Work item - All of the data that follows needs to be printed again, exactly as it reads.

Extracted material -
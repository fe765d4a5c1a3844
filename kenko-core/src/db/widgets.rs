//! Dashboard widget store: saved analytics requests plus display metadata,
//! keyed by owner. Widgets persist the metric and grouping as strings, so
//! resolving one back into an [`AnalyticsRequest`] can fail and is a
//! request rejection, not a panic.

use anyhow::Result;
use chrono::{Days, NaiveDate};
use sqlx::SqlitePool;

use crate::analytics::{AnalyticsRequest, GroupBy, Metric, RequestError};
use crate::db::models::{DashboardWidget, NewDashboardWidget, UpdateDashboardWidget};

pub async fn create_widget(
    pool: &SqlitePool,
    user_id: i64,
    widget: &NewDashboardWidget,
) -> Result<DashboardWidget> {
    sqlx::query_as::<_, DashboardWidget>(
        "INSERT INTO dashboard_widgets \
         (user_id, title, metric, group_by, time_range, chart_type, filter_type, filter_id, position) \
         VALUES (?1, ?2, ?3, ?4, ?5, ?6, ?7, ?8, ?9) RETURNING *",
    )
    .bind(user_id)
    .bind(&widget.title)
    .bind(&widget.metric)
    .bind(&widget.group_by)
    .bind(&widget.time_range)
    .bind(&widget.chart_type)
    .bind(&widget.filter_type)
    .bind(&widget.filter_id)
    .bind(widget.position)
    .fetch_one(pool)
    .await
    .map_err(Into::into)
}

pub async fn get_widgets_for_user(
    pool: &SqlitePool,
    user_id: i64,
) -> Result<Vec<DashboardWidget>> {
    sqlx::query_as::<_, DashboardWidget>(
        "SELECT * FROM dashboard_widgets WHERE user_id = ?1 ORDER BY position, id",
    )
    .bind(user_id)
    .fetch_all(pool)
    .await
    .map_err(Into::into)
}

pub async fn get_widget(
    pool: &SqlitePool,
    user_id: i64,
    widget_id: i64,
) -> Result<Option<DashboardWidget>> {
    sqlx::query_as::<_, DashboardWidget>(
        "SELECT * FROM dashboard_widgets WHERE id = ?1 AND user_id = ?2",
    )
    .bind(widget_id)
    .bind(user_id)
    .fetch_optional(pool)
    .await
    .map_err(Into::into)
}

/// Partial update. Returns `None` when the widget does not exist or belongs
/// to another user.
pub async fn update_widget(
    pool: &SqlitePool,
    user_id: i64,
    widget_id: i64,
    update: &UpdateDashboardWidget,
) -> Result<Option<DashboardWidget>> {
    sqlx::query_as::<_, DashboardWidget>(
        "UPDATE dashboard_widgets SET \
         title = COALESCE(?3, title), \
         metric = COALESCE(?4, metric), \
         group_by = COALESCE(?5, group_by), \
         time_range = COALESCE(?6, time_range), \
         chart_type = COALESCE(?7, chart_type), \
         filter_type = COALESCE(?8, filter_type), \
         filter_id = COALESCE(?9, filter_id), \
         position = COALESCE(?10, position), \
         updated_at = CAST(strftime('%s','now') AS INTEGER) \
         WHERE id = ?1 AND user_id = ?2 RETURNING *",
    )
    .bind(widget_id)
    .bind(user_id)
    .bind(&update.title)
    .bind(&update.metric)
    .bind(&update.group_by)
    .bind(&update.time_range)
    .bind(&update.chart_type)
    .bind(&update.filter_type)
    .bind(&update.filter_id)
    .bind(update.position)
    .fetch_optional(pool)
    .await
    .map_err(Into::into)
}

pub async fn delete_widget(pool: &SqlitePool, user_id: i64, widget_id: i64) -> Result<bool> {
    let result = sqlx::query("DELETE FROM dashboard_widgets WHERE id = ?1 AND user_id = ?2")
        .bind(widget_id)
        .bind(user_id)
        .execute(pool)
        .await?;
    Ok(result.rows_affected() > 0)
}

/// Windows a widget's `time_range` into an inclusive start date ending at
/// `today`. Unknown ranges (including "all") apply no bound.
fn start_date_for_range(time_range: &str, today: NaiveDate) -> Option<NaiveDate> {
    let days: u64 = match time_range {
        "7d" => 7,
        "30d" => 30,
        "90d" => 90,
        "180d" => 180,
        "1y" => 365,
        _ => return None,
    };
    today.checked_sub_days(Days::new(days - 1))
}

impl DashboardWidget {
    /// Resolve this widget into the request the engine runs at render time.
    /// `today` is supplied by the caller; the core never reads a wall
    /// clock.
    pub fn to_request(&self, today: NaiveDate) -> Result<AnalyticsRequest, RequestError> {
        let metric: Metric = self.metric.parse()?;
        let group_by: GroupBy = self.group_by.parse()?;
        let filter_ids = match self.filter_type.as_str() {
            "exercise" | "muscle_group" => self
                .filter_id
                .as_deref()
                .and_then(|id| id.parse::<i64>().ok())
                .into_iter()
                .collect(),
            _ => Vec::new(),
        };
        Ok(AnalyticsRequest {
            metric,
            group_by: Some(group_by),
            start_date: start_date_for_range(&self.time_range, today),
            end_date: None,
            filter_ids,
        })
    }
}
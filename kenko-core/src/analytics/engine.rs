//! Executes an analytics request as one aggregation query and shapes the
//! rows into data points.

use anyhow::Result;
use log::debug;
use sqlx::SqlitePool;

use super::plan::{self, QueryPlan};
use super::{AnalyticsDataPoint, AnalyticsRequest, GroupBy};

const DATE_FORMAT: &str = "%Y-%m-%d";

/// Run one analytics request on behalf of `user_id`.
///
/// `user_id` comes from the caller's authenticated context, never from the
/// request payload. The owner predicate is appended inside the single SQL
/// assembly path below, so no request shape can bypass it. Zero matching
/// rows is an empty list, not an error.
pub async fn get_analytics_data(
    pool: &SqlitePool,
    user_id: i64,
    request: &AnalyticsRequest,
) -> Result<Vec<AnalyticsDataPoint>> {
    let plan = plan::resolve(request.metric, request.group_by);
    let sql = build_sql(&plan, request);
    debug!("analytics query for user {}: {}", user_id, sql);

    let mut query = sqlx::query_as::<_, (Option<String>, Option<f64>)>(&sql).bind(user_id);
    if let Some(start) = request.start_date {
        query = query.bind(start.format(DATE_FORMAT).to_string());
    }
    if let Some(end) = request.end_date {
        query = query.bind(end.format(DATE_FORMAT).to_string());
    }
    if plan.filter_column.is_some() {
        for &id in &request.filter_ids {
            query = query.bind(id);
        }
    }
    let rows = query.fetch_all(pool).await?;

    let is_date_series = request.group_by == Some(GroupBy::Date);
    Ok(rows
        .into_iter()
        .map(|(label, value)| {
            let label = label.unwrap_or_else(|| "Unknown".to_string());
            AnalyticsDataPoint {
                date: is_date_series.then(|| label.clone()),
                value: value.unwrap_or(0.0),
                label,
            }
        })
        .collect())
}

fn build_sql(plan: &QueryPlan, request: &AnalyticsRequest) -> String {
    // CAST keeps counts and rep sums decoding as REAL alongside the
    // weight-based aggregates.
    let mut sql = match plan.group_key {
        Some(key) => format!(
            "SELECT {} AS label, CAST({} AS REAL) AS value {}",
            key, plan.aggregate, plan.from_clause
        ),
        None => format!(
            "SELECT 'Total' AS label, CAST({} AS REAL) AS value {}",
            plan.aggregate, plan.from_clause
        ),
    };

    sql.push_str(" WHERE ws.user_id = ?");
    if request.start_date.is_some() {
        sql.push_str(" AND ws.date >= ?");
    }
    if request.end_date.is_some() {
        sql.push_str(" AND ws.date <= ?");
    }
    if let Some(column) = plan.filter_column {
        if !request.filter_ids.is_empty() {
            let placeholders = vec!["?"; request.filter_ids.len()].join(", ");
            sql.push_str(&format!(" AND {} IN ({})", column, placeholders));
        }
    }
    if let Some(key) = plan.group_key {
        sql.push_str(&format!(" GROUP BY {} ORDER BY {} ASC", key, key));
    }
    sql
}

Your response -
repository fe765d4a5c1a3844
filename kenko-core/src/db/widgets.rs
//! Dashboard widget store: saved analytics requests plus display metadata,
//! keyed by owner. Widgets persist the metric and grouping as strings, so
//! resolving one back into an [`AnalyticsRequest`] can fail and is a
//! request rejection, not a panic.

use anyhow::Result;
use chrono::{Days, NaiveDate};
use sqlx::SqlitePool;

use crate::analytics::{AnalyticsRequest, GroupBy, Metric, RequestError};
use crate::db::models::{DashboardWidget, NewDashboardWidget, UpdateDashboardWidget};

pub async fn create_widget(
    pool: &SqlitePool,
    user_id: i64,
    widget: &NewDashboardWidget,
) -> Result<DashboardWidget> {
    sqlx::query_as::<_, DashboardWidget>(
        "INSERT INTO dashboard_widgets \
         (user_id, title, metric, group_by, time_range, chart_type, filter_type, filter_id, position) \
         VALUES (?1, ?2, ?3, ?4, ?5, ?6, ?7, ?8, ?9) RETURNING *",
    )
    .bind(user_id)
    .bind(&widget.title)
    .bind(&widget.metric)
    .bind(&widget.group_by)
    .bind(&widget.time_range)
    .bind(&widget.chart_type)
    .bind(&widget.filter_type)
    .bind(&widget.filter_id)
    .bind(widget.position)
    .fetch_one(pool)
    .await
    .map_err(Into::into)
}

pub async fn get_widgets_for_user(
    pool: &SqlitePool,
    user_id: i64,
) -> Result<Vec<DashboardWidget>> {
    sqlx::query_as::<_, DashboardWidget>(
        "SELECT * FROM dashboard_widgets WHERE user_id = ?1 ORDER BY position, id",
    )
    .bind(user_id)
    .fetch_all(pool)
    .await
    .map_err(Into::into)
}

pub async fn get_widget(
    pool: &SqlitePool,
    user_id: i64,
    widget_id: i64,
) -> Result<Option<DashboardWidget>> {
    sqlx::query_as::<_, DashboardWidget>(
        "SELECT * FROM dashboard_widgets WHERE id = ?1 AND user_id = ?2",
    )
    .bind(widget_id)
    .bind(user_id)
    .fetch_optional(pool)
    .await
    .map_err(Into::into)
}

/// Partial update. Returns `None` when the widget does not exist or belongs
/// to another user.
pub async fn update_widget(
    pool: &SqlitePool,
    user_id: i64,
    widget_id: i64,
    update: &UpdateDashboardWidget,
) -> Result<Option<DashboardWidget>> {
    sqlx::query_as::<_, DashboardWidget>(
        "UPDATE dashboard_widgets SET \
         title = COALESCE(?3, title), \
         metric = COALESCE(?4, metric), \
         group_by = COALESCE(?5, group_by), \
         time_range = COALESCE(?6, time_range), \
         chart_type = COALESCE(?7, chart_type), \
         filter_type = COALESCE(?8, filter_type), \
         filter_id = COALESCE(?9, filter_id), \
         position = COALESCE(?10, position), \
         updated_at = CAST(strftime('%s','now') AS INTEGER) \
         WHERE id = ?1 AND user_id = ?2 RETURNING *",
    )
    .bind(widget_id)
    .bind(user_id)
    .bind(&update.title)
    .bind(&update.metric)
    .bind(&update.group_by)
    .bind(&update.time_range)
    .bind(&update.chart_type)
    .bind(&update.filter_type)
    .bind(&update.filter_id)
    .bind(update.position)
    .fetch_optional(pool)
    .await
    .map_err(Into::into)
}

pub async fn delete_widget(pool: &SqlitePool, user_id: i64, widget_id: i64) -> Result<bool> {
    let result = sqlx::query("DELETE FROM dashboard_widgets WHERE id = ?1 AND user_id = ?2")
        .bind(widget_id)
        .bind(user_id)
        .execute(pool)
        .await?;
    Ok(result.rows_affected() > 0)
}

/// Windows a widget's `time_range` into an inclusive start date ending at
/// `today`. Unknown ranges (including "all") apply no bound.
fn start_date_for_range(time_range: &str, today: NaiveDate) -> Option<NaiveDate> {
    let days: u64 = match time_range {
        "7d" => 7,
        "30d" => 30,
        "90d" => 90,
        "180d" => 180,
        "1y" => 365,
        _ => return None,
    };
    today.checked_sub_days(Days::new(days - 1))
}

impl DashboardWidget {
    /// Resolve this widget into the request the engine runs at render time.
    /// `today` is supplied by the caller; the core never reads a wall
    /// clock.
    pub fn to_request(&self, today: NaiveDate) -> Result<AnalyticsRequest, RequestError> {
        let metric: Metric = self.metric.parse()?;
        let group_by: GroupBy = self.group_by.parse()?;
        let filter_ids = match self.filter_type.as_str() {
            "exercise" | "muscle_group" => self
                .filter_id
                .as_deref()
                .and_then(|id| id.parse::<i64>().ok())
                .into_iter()
                .collect(),
            _ => Vec::new(),
        };
        Ok(AnalyticsRequest {
            metric,
            group_by: Some(group_by),
            start_date: start_date_for_range(&self.time_range, today),
            end_date: None,
            filter_ids,
        })
    }
}
filename kenko-core/src/analytics/engine.rs
//! Executes an analytics request as one aggregation query and shapes the
//! rows into data points.

use anyhow::Result;
use log::debug;
use sqlx::SqlitePool;

use super::plan::{self, QueryPlan};
use super::{AnalyticsDataPoint, AnalyticsRequest, GroupBy};

const DATE_FORMAT: &str = "%Y-%m-%d";

/// Run one analytics request on behalf of `user_id`.
///
/// `user_id` comes from the caller's authenticated context, never from the
/// request payload. The owner predicate is appended inside the single SQL
/// assembly path below, so no request shape can bypass it. Zero matching
/// rows is an empty list, not an error.
pub async fn get_analytics_data(
    pool: &SqlitePool,
    user_id: i64,
    request: &AnalyticsRequest,
) -> Result<Vec<AnalyticsDataPoint>> {
    let plan = plan::resolve(request.metric, request.group_by);
    let sql = build_sql(&plan, request);
    debug!("analytics query for user {}: {}", user_id, sql);

    let mut query = sqlx::query_as::<_, (Option<String>, Option<f64>)>(&sql).bind(user_id);
    if let Some(start) = request.start_date {
        query = query.bind(start.format(DATE_FORMAT).to_string());
    }
    if let Some(end) = request.end_date {
        query = query.bind(end.format(DATE_FORMAT).to_string());
    }
    if plan.filter_column.is_some() {
        for &id in &request.filter_ids {
            query = query.bind(id);
        }
    }
    let rows = query.fetch_all(pool).await?;

    let is_date_series = request.group_by == Some(GroupBy::Date);
    Ok(rows
        .into_iter()
        .map(|(label, value)| {
            let label = label.unwrap_or_else(|| "Unknown".to_string());
            AnalyticsDataPoint {
                date: is_date_series.then(|| label.clone()),
                value: value.unwrap_or(0.0),
                label,
            }
        })
        .collect())
}

fn build_sql(plan: &QueryPlan, request: &AnalyticsRequest) -> String {
    // CAST keeps counts and rep sums decoding as REAL alongside the
    // weight-based aggregates.
    let mut sql = match plan.group_key {
        Some(key) => format!(
            "SELECT {} AS label, CAST({} AS REAL) AS value {}",
            key, plan.aggregate, plan.from_clause
        ),
        None => format!(
            "SELECT 'Total' AS label, CAST({} AS REAL) AS value {}",
            plan.aggregate, plan.from_clause
        ),
    };

    sql.push_str(" WHERE ws.user_id = ?");
    if request.start_date.is_some() {
        sql.push_str(" AND ws.date >= ?");
    }
    if request.end_date.is_some() {
        sql.push_str(" AND ws.date <= ?");
    }
    if let Some(column) = plan.filter_column {
        if !request.filter_ids.is_empty() {
            let placeholders = vec!["?"; request.filter_ids.len()].join(", ");
            sql.push_str(&format!(" AND {} IN ({})", column, placeholders));
        }
    }
    if let Some(key) = plan.group_key {
        sql.push_str(&format!(" GROUP BY {} ORDER BY {} ASC", key, key));
    }
    sql
}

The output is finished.